Amazing pictures reveal the quiet nobility, and hidden pain, of the world’s most hated holiday celebration.

As Christmas traditions go, the time-honored hating of the fruitcake had a pretty good run. But you don’t hear much about fruitcake anymore. There’s a new yuletide villain in town. Its name is SantaCon

This annual holiday bacchanal unleashes an army of Santas, who rampage through the streets terrorizing passerby. Eggnog-chugging rebels without a Claus, they nonetheless bear a striking resemblance to jolly old Saint Nick, except that instead of going from house to house delivering presents, they go from bar to bar, and the only gifts they leave behind are reeking puddles of vomit and urine. 

Interestingly, this tradition dates back 20 years, to a performance art troupe in San Francisco whose aim was to highlight and critique the commercialization of the season. Over the years, it morphed into something a little less high-minded and a little more hedonistic, reaching its nadir with last year’s infamous shop-window handjob seen ’round the world. 

But what is the true meaning of SantaCon?

The answer can be found in the accompanying images taken during this year’s festivities by photographer Reuben Radding, which are easily the most noble and heroic SantaCon pictures ever made. Gaze into the eyes of these Santas — past the narcotized gleam, past the sneering effrontery. Look beyond that until you see the profound unease, the hurt. Then keep looking.

Which brings us to the event’s deeper essence. At its heart, SantaCon is an organized ritual of rage, aimed at the forces of cultural authority.

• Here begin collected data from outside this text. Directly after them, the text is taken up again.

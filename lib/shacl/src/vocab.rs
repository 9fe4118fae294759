//! [SHACL](https://www.w3.org/TR/shacl/) terms.

use oxrdf::NamedNodeRef;

pub const NODE_SHAPE: NamedNodeRef<'_> =
    NamedNodeRef::new_unchecked("http://www.w3.org/ns/shacl#NodeShape");
pub const PROPERTY_SHAPE: NamedNodeRef<'_> =
    NamedNodeRef::new_unchecked("http://www.w3.org/ns/shacl#PropertyShape");
pub const TARGET_CLASS: NamedNodeRef<'_> =
    NamedNodeRef::new_unchecked("http://www.w3.org/ns/shacl#targetClass");
pub const PROPERTY: NamedNodeRef<'_> =
    NamedNodeRef::new_unchecked("http://www.w3.org/ns/shacl#property");
pub const PATH: NamedNodeRef<'_> = NamedNodeRef::new_unchecked("http://www.w3.org/ns/shacl#path");
pub const NAME: NamedNodeRef<'_> = NamedNodeRef::new_unchecked("http://www.w3.org/ns/shacl#name");

pub const MIN_COUNT: NamedNodeRef<'_> =
    NamedNodeRef::new_unchecked("http://www.w3.org/ns/shacl#minCount");
pub const MAX_COUNT: NamedNodeRef<'_> =
    NamedNodeRef::new_unchecked("http://www.w3.org/ns/shacl#maxCount");
pub const DATATYPE: NamedNodeRef<'_> =
    NamedNodeRef::new_unchecked("http://www.w3.org/ns/shacl#datatype");
pub const NODE_KIND: NamedNodeRef<'_> =
    NamedNodeRef::new_unchecked("http://www.w3.org/ns/shacl#nodeKind");
pub const IRI: NamedNodeRef<'_> = NamedNodeRef::new_unchecked("http://www.w3.org/ns/shacl#IRI");
pub const IN: NamedNodeRef<'_> = NamedNodeRef::new_unchecked("http://www.w3.org/ns/shacl#in");

pub const MIN_COUNT_COMPONENT: NamedNodeRef<'_> =
    NamedNodeRef::new_unchecked("http://www.w3.org/ns/shacl#MinCountConstraintComponent");
pub const MAX_COUNT_COMPONENT: NamedNodeRef<'_> =
    NamedNodeRef::new_unchecked("http://www.w3.org/ns/shacl#MaxCountConstraintComponent");
pub const DATATYPE_COMPONENT: NamedNodeRef<'_> =
    NamedNodeRef::new_unchecked("http://www.w3.org/ns/shacl#DatatypeConstraintComponent");
pub const NODE_KIND_COMPONENT: NamedNodeRef<'_> =
    NamedNodeRef::new_unchecked("http://www.w3.org/ns/shacl#NodeKindConstraintComponent");
pub const IN_COMPONENT: NamedNodeRef<'_> =
    NamedNodeRef::new_unchecked("http://www.w3.org/ns/shacl#InConstraintComponent");

pub const VALIDATION_REPORT: NamedNodeRef<'_> =
    NamedNodeRef::new_unchecked("http://www.w3.org/ns/shacl#ValidationReport");
pub const VALIDATION_RESULT: NamedNodeRef<'_> =
    NamedNodeRef::new_unchecked("http://www.w3.org/ns/shacl#ValidationResult");
pub const CONFORMS: NamedNodeRef<'_> =
    NamedNodeRef::new_unchecked("http://www.w3.org/ns/shacl#conforms");
pub const RESULT: NamedNodeRef<'_> =
    NamedNodeRef::new_unchecked("http://www.w3.org/ns/shacl#result");
pub const FOCUS_NODE: NamedNodeRef<'_> =
    NamedNodeRef::new_unchecked("http://www.w3.org/ns/shacl#focusNode");
pub const RESULT_PATH: NamedNodeRef<'_> =
    NamedNodeRef::new_unchecked("http://www.w3.org/ns/shacl#resultPath");
pub const VALUE: NamedNodeRef<'_> =
    NamedNodeRef::new_unchecked("http://www.w3.org/ns/shacl#value");
pub const SOURCE_SHAPE: NamedNodeRef<'_> =
    NamedNodeRef::new_unchecked("http://www.w3.org/ns/shacl#sourceShape");
pub const SOURCE_CONSTRAINT_COMPONENT: NamedNodeRef<'_> =
    NamedNodeRef::new_unchecked("http://www.w3.org/ns/shacl#sourceConstraintComponent");
pub const RESULT_SEVERITY: NamedNodeRef<'_> =
    NamedNodeRef::new_unchecked("http://www.w3.org/ns/shacl#resultSeverity");
pub const VIOLATION: NamedNodeRef<'_> =
    NamedNodeRef::new_unchecked("http://www.w3.org/ns/shacl#Violation");
pub const RESULT_MESSAGE: NamedNodeRef<'_> =
    NamedNodeRef::new_unchecked("http://www.w3.org/ns/shacl#resultMessage");
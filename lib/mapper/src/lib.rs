//! Pure functions that turn an [`Article`](wep_model::Article) into one of its three
//! serializations: [Turtle](to_turtle), [JSON-LD](to_json_ld) and [RDFa](to_rdfa).
//!
//! All three formats are derived from the same resolved view of the article, so derived fields
//! (word count, description, url, timestamps) always agree between them. Timestamps that are not
//! set on the article default to the current time; use the `*_at` variants to pin that time.

mod escape;
mod jsonld;
mod rdfa;
mod resolved;
mod turtle;

pub use escape::{escape_html, escape_literal};
pub use jsonld::{to_json_ld, to_json_ld_at, PUBLISHER_NAME};
pub use rdfa::{to_rdfa, to_rdfa_at};
pub use turtle::{to_turtle, to_turtle_at, DEFAULT_PROVENANCE, DEFAULT_RIGHTS};
use crate::escape::escape_literal;
use crate::resolved::ResolvedArticle;
use chrono::{DateTime, Utc};
use wep_model::vocab::ARTICLE_PREFIXES;
use wep_model::{Article, UriScheme};

pub const DEFAULT_RIGHTS: &str = "CC BY 4.0";
pub const DEFAULT_PROVENANCE: &str = "Original";

/// Serializes an article, and the author it names, as a Turtle document.
pub fn to_turtle(article: &Article, uris: &UriScheme) -> String {
    to_turtle_at(article, uris, Utc::now())
}

/// Like [`to_turtle`], with `now` standing in for absent timestamps.
pub fn to_turtle_at(article: &Article, uris: &UriScheme, now: DateTime<Utc>) -> String {
    let r = ResolvedArticle::new(article, uris, now);

    let article_block = SubjectBlock {
        subject: iri(&r.article_uri),
        types: "schema:NewsArticle, schema:CreativeWork",
        predicates: vec![
            ("schema:headline", literal(&article.title)),
            ("schema:articleBody", literal(&article.content)),
            ("schema:author", iri(&r.author_uri)),
            ("schema:datePublished", date_time(&r.created)),
            ("schema:inLanguage", literal(article.language.as_str())),
            ("schema:description", literal(r.description)),
            ("schema:url", iri(&r.url)),
            ("schema:wordCount", integer(r.word_count)),
            ("schema:encodingFormat", literal(article.content_type.as_str())),
            ("dc:creator", literal(&article.author)),
            ("dcterms:created", date_time(&r.created)),
            ("dcterms:modified", date_time(&r.modified)),
            (
                "dcterms:rights",
                literal(article.license.as_deref().unwrap_or(DEFAULT_RIGHTS)),
            ),
            (
                "dcterms:provenance",
                literal(article.source.as_deref().unwrap_or(DEFAULT_PROVENANCE)),
            ),
        ],
    };
    let author_block = SubjectBlock {
        subject: iri(&r.author_uri),
        types: "schema:Person",
        predicates: vec![("schema:name", literal(&article.author))],
    };

    let mut lines: Vec<String> = ARTICLE_PREFIXES.iter().map(|p| p.turtle()).collect();
    lines.push(String::new());
    article_block.write_to(&mut lines);
    lines.push(String::new());
    author_block.write_to(&mut lines);

    let mut document = lines.join("\n");
    document.push('\n');
    document
}

/// `<subject> a <types> ; p1 o1 ; ... pn on .`
struct SubjectBlock<'a> {
    subject: String,
    types: &'a str,
    predicates: Vec<(&'a str, String)>,
}

impl SubjectBlock<'_> {
    fn write_to(&self, lines: &mut Vec<String>) {
        let terminator = |i: usize| if i + 1 == self.predicates.len() { "." } else { ";" };
        if self.predicates.is_empty() {
            lines.push(format!("{} a {} .", self.subject, self.types));
            return;
        }
        lines.push(format!("{} a {} ;", self.subject, self.types));
        for (i, (predicate, object)) in self.predicates.iter().enumerate() {
            lines.push(format!("    {predicate} {object} {}", terminator(i)));
        }
    }
}

fn literal(value: &str) -> String {
    format!("\"{}\"", escape_literal(value))
}

fn iri(value: &str) -> String {
    format!("<{value}>")
}

fn date_time(value: &str) -> String {
    format!("\"{value}\"^^xsd:dateTime")
}

fn integer(value: u64) -> String {
    format!("\"{value}\"^^xsd:integer")
}
use axum::extract::DefaultBodyLimit;
use axum::Router;
use tower_http::cors::CorsLayer;
use tower_http::trace::TraceLayer;
use tracing::info;

mod api;
mod articles;
mod config;
mod content_negotiation;
mod error;
mod health;
mod provenance;
mod qr;
mod shacl;
mod sparql;
mod state;
mod upload;

pub use config::{ServerConfig, DEFAULT_BIND, MAX_BODY_SIZE};
pub use error::WepServerError;
pub use state::AppState;

pub async fn serve(config: ServerConfig) -> anyhow::Result<()> {
    let app_state = AppState::new(config.store, config.uris);

    let app = create_router(app_state).layer(TraceLayer::new_for_http());
    let app = if config.cors {
        app.layer(CorsLayer::permissive())
    } else {
        app
    };

    let listener = tokio::net::TcpListener::bind(&config.bind).await?;
    info!("Listening on {}", listener.local_addr()?);
    Ok(axum::serve(listener, app).await?)
}

/// All routes of the API, mounted under `/api`.
pub fn create_router(app_state: AppState) -> Router {
    let api = Router::new()
        .merge(api::create_index_routes())
        .merge(articles::create_article_routes())
        .merge(sparql::create_sparql_routes())
        .merge(provenance::create_provenance_routes())
        .merge(shacl::create_shacl_routes())
        .merge(health::create_health_routes())
        .merge(upload::create_upload_routes());

    Router::new()
        .nest("/api", api)
        .fallback(api::handle_not_found)
        .with_state(app_state)
        .layer(DefaultBodyLimit::max(MAX_BODY_SIZE))
}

Perhaps many of the participants are, as so many onlookers contend, raging D-bags. Fair enough. But travel back in time, to Christmases past, when these very same D-bags were innocent little children, wiping the sugarplums from their tired eyes and padding downstairs on Christmas morning in their footed PJs, to tear into their Dream Houses and PlayStations, Megazords, Polly Pockets and Super Soakers…gifts supposedly delivered by a crinkly-eyed old magical elf piloting a sleigh. 

Sorry to break it to you, but there was no elf. 

These youngsters were deceived, of course, systematically punked by their smirking Camcorder-wielding elders, each one discovering, in turn, from a cousin, a playmate, an older sibling, that the world is not a magical place — not in the slightest — and that their parents, their own parents, were a bunch of fucking liars.  

No wonder they’re angry. So if 15 or 20 Jaeger-bombs can help them convert their sense of betrayal into an evening of unbridled pleasure, their childhood wounds into pure joy, well that might just be the greatest gift of all.